WORK TO COMPLETE
The job is to find each line of the records below that includes the word "prompts" and copy it.

Saved entries
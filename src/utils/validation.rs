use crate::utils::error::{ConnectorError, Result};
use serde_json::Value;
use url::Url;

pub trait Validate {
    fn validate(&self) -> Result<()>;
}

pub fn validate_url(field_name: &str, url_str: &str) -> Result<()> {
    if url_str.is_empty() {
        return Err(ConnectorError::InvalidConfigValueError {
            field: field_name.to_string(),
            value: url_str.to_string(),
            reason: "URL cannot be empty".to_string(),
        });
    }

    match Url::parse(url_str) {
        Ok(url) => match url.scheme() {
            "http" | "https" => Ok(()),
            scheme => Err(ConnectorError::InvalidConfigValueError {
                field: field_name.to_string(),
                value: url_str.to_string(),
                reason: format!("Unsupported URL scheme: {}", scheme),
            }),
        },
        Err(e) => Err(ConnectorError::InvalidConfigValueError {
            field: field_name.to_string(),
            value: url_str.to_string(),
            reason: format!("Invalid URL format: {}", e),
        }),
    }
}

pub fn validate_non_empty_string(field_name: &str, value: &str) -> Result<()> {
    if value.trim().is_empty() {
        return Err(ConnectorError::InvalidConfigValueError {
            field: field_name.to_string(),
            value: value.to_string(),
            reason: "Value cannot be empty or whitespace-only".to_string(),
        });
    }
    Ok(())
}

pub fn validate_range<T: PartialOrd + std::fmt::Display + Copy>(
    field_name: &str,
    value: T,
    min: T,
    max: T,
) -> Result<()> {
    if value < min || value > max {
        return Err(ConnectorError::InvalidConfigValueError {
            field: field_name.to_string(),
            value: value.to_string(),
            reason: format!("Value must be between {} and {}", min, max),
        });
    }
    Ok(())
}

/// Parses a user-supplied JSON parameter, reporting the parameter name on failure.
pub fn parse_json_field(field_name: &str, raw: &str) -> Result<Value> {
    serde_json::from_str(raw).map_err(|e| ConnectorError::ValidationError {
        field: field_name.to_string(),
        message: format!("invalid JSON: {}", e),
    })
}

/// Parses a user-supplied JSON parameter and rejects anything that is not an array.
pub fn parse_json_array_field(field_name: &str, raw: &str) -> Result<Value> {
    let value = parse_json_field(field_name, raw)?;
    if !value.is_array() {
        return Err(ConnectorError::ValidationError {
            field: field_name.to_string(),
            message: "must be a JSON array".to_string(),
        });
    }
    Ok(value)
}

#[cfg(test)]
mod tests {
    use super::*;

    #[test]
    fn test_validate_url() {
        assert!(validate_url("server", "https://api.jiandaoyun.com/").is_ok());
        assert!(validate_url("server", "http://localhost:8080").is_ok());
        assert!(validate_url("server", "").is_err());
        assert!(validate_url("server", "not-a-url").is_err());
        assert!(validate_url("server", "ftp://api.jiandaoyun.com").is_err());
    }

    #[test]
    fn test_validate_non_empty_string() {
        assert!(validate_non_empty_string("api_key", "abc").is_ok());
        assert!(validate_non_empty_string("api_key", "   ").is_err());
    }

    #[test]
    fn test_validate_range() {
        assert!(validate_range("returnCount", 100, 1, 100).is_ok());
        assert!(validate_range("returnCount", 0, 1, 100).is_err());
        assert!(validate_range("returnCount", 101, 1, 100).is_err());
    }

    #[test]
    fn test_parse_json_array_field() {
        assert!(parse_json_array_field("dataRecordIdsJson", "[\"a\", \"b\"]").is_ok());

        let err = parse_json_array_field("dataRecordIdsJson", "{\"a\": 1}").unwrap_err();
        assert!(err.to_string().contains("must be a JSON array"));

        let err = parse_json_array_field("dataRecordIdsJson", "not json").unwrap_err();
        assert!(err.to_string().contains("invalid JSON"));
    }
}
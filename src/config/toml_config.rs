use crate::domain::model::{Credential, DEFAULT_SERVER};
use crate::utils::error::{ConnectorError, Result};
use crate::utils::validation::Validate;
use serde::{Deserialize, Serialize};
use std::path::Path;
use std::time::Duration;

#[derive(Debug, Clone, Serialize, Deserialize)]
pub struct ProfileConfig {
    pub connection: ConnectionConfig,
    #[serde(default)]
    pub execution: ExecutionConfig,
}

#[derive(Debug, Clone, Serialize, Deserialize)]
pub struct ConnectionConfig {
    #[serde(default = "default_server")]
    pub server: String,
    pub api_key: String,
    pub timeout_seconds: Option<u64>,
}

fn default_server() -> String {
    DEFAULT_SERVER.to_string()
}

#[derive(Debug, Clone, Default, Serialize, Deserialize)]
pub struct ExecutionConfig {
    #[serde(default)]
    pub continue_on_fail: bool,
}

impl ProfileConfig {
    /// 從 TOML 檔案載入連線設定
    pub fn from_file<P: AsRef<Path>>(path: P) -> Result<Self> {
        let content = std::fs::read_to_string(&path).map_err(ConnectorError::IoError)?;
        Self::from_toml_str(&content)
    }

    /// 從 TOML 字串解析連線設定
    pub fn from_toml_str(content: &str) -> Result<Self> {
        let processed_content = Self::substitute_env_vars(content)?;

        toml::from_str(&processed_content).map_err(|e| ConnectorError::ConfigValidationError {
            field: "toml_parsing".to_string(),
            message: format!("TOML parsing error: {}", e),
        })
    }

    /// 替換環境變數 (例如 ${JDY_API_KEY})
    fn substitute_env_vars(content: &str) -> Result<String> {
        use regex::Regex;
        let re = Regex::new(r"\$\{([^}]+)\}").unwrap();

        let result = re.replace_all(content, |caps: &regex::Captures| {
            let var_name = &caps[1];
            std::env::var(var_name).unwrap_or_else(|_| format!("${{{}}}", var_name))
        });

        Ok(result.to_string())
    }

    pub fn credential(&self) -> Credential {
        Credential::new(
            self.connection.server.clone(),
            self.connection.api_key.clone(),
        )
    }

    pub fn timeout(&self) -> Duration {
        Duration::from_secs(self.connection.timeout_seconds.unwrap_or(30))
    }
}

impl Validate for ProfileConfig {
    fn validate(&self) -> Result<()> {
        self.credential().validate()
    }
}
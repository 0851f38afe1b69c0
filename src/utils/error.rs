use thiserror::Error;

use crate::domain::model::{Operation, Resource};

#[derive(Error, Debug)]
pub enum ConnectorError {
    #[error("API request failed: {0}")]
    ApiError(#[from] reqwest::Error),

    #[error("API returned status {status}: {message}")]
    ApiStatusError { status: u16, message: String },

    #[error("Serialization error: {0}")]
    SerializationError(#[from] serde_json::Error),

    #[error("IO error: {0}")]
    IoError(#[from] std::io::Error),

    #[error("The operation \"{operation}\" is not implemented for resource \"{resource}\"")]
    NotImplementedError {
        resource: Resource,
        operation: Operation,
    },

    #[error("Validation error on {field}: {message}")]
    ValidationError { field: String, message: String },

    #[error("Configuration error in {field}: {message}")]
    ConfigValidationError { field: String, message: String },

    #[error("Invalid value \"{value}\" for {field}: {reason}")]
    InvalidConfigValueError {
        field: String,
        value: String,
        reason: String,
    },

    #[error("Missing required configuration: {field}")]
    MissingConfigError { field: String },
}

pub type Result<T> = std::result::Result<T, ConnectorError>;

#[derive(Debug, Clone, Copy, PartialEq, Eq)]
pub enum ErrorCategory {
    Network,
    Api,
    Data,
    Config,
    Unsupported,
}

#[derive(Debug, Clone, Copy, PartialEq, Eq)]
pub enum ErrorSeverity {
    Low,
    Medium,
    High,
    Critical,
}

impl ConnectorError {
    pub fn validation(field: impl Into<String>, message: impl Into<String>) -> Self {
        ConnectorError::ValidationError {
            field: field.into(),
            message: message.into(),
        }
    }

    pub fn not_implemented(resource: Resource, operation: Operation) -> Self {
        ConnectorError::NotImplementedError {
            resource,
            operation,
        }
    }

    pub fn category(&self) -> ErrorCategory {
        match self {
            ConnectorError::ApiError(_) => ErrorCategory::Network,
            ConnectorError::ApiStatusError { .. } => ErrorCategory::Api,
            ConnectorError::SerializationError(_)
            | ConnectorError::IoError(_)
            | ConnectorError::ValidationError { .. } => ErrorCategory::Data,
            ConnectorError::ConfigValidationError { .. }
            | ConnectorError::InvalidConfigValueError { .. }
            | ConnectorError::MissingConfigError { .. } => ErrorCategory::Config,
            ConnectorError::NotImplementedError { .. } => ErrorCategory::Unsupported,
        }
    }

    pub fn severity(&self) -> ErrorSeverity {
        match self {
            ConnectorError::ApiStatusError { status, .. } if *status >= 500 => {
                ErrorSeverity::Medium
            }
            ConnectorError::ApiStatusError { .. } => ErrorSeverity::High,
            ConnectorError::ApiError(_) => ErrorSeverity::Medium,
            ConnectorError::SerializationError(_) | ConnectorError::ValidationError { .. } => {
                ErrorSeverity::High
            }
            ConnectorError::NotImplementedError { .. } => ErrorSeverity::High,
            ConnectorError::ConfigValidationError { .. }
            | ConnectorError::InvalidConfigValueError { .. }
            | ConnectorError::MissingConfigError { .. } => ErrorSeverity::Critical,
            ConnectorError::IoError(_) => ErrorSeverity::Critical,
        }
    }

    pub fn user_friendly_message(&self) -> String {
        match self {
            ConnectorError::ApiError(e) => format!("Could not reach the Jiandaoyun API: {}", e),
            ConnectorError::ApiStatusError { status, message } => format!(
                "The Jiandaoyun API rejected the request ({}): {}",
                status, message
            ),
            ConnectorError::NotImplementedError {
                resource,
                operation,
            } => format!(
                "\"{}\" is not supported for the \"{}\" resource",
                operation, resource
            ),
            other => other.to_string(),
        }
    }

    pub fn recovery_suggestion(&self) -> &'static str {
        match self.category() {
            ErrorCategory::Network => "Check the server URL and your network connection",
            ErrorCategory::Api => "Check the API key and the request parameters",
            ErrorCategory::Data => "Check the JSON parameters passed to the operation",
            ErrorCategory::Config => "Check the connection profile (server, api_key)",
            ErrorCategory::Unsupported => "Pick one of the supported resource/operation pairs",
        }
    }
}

...

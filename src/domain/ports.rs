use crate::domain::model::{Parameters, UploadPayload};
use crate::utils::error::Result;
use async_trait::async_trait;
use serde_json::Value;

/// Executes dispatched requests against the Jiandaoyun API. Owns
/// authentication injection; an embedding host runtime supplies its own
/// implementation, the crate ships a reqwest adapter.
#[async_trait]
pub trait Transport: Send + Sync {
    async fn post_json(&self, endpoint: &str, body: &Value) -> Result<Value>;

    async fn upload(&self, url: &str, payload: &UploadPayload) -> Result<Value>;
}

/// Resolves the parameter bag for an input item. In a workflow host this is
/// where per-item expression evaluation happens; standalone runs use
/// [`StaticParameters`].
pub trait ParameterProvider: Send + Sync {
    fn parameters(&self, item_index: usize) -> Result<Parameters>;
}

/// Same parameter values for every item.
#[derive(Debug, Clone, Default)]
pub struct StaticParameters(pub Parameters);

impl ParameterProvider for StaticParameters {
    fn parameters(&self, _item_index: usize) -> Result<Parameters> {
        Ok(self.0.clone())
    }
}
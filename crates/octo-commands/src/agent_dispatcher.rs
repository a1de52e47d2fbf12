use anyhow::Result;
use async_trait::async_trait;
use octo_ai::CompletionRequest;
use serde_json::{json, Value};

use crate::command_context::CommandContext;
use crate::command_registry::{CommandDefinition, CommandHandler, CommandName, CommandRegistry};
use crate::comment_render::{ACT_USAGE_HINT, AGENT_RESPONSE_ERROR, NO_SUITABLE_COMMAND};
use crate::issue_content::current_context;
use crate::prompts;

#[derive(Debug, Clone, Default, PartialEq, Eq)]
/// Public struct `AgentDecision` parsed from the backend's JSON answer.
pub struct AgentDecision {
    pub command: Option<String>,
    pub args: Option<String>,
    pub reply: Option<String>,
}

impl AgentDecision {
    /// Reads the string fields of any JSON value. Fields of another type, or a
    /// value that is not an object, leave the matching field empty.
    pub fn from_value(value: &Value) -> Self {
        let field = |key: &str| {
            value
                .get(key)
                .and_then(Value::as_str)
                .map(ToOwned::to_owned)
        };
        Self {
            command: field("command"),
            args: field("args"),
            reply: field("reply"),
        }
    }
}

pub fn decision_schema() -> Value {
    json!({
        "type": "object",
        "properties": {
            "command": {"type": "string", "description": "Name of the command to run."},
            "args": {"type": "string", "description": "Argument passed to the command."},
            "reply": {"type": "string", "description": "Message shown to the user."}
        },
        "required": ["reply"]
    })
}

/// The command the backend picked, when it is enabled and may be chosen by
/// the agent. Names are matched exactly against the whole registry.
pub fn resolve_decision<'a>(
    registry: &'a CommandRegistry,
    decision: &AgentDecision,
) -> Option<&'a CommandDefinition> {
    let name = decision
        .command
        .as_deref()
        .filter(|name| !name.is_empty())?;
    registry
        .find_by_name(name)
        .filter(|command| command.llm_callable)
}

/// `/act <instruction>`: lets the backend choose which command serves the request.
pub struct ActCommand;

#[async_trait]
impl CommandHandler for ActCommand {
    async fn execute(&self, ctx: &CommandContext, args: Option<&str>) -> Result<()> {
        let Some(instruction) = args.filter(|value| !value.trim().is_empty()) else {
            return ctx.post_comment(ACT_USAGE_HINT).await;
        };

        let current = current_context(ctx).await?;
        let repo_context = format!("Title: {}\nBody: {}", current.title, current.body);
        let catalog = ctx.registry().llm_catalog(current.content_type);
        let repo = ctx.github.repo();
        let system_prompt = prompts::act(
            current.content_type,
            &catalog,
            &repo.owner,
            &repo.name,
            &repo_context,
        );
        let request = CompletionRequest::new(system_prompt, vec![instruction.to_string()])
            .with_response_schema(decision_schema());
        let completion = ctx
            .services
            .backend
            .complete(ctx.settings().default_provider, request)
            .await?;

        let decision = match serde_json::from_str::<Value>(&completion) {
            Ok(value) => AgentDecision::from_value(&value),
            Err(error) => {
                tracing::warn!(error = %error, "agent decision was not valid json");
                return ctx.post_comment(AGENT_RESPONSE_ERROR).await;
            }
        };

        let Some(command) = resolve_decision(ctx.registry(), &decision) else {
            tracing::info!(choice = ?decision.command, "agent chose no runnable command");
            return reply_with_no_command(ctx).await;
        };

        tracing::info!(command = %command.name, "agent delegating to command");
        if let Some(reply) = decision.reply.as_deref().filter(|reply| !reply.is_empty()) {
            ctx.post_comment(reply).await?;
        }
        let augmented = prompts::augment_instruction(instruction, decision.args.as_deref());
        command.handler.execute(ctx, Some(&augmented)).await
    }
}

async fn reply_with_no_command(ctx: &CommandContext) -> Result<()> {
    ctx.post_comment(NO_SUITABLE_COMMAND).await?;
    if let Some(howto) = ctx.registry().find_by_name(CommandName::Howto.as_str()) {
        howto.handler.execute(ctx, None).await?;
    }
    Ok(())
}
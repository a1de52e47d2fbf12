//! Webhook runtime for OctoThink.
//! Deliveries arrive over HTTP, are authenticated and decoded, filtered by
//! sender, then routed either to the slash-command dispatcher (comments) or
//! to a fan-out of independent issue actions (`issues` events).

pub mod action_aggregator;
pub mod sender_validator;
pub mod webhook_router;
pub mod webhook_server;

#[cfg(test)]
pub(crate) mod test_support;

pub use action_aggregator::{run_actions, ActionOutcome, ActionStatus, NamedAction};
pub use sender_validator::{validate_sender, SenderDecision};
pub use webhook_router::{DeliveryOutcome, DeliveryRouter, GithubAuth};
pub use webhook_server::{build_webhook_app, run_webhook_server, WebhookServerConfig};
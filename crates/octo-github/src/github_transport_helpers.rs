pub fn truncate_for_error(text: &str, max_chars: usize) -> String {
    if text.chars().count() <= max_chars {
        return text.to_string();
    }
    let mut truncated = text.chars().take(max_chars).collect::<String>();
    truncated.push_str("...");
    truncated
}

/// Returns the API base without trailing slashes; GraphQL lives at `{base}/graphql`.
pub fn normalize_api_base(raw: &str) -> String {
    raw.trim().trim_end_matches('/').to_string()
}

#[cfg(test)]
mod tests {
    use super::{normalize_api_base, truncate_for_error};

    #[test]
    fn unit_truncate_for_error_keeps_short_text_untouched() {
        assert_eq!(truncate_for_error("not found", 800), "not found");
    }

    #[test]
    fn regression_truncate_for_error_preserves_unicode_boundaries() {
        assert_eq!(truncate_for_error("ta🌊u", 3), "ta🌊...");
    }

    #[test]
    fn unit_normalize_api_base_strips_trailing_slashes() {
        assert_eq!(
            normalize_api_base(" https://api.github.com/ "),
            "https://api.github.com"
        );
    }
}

REPLY TO THE TASK
use crate::prompts;
        let system_prompt = prompts::act(
        let augmented = prompts::augment_instruction(instruction, decision.args.as_deref());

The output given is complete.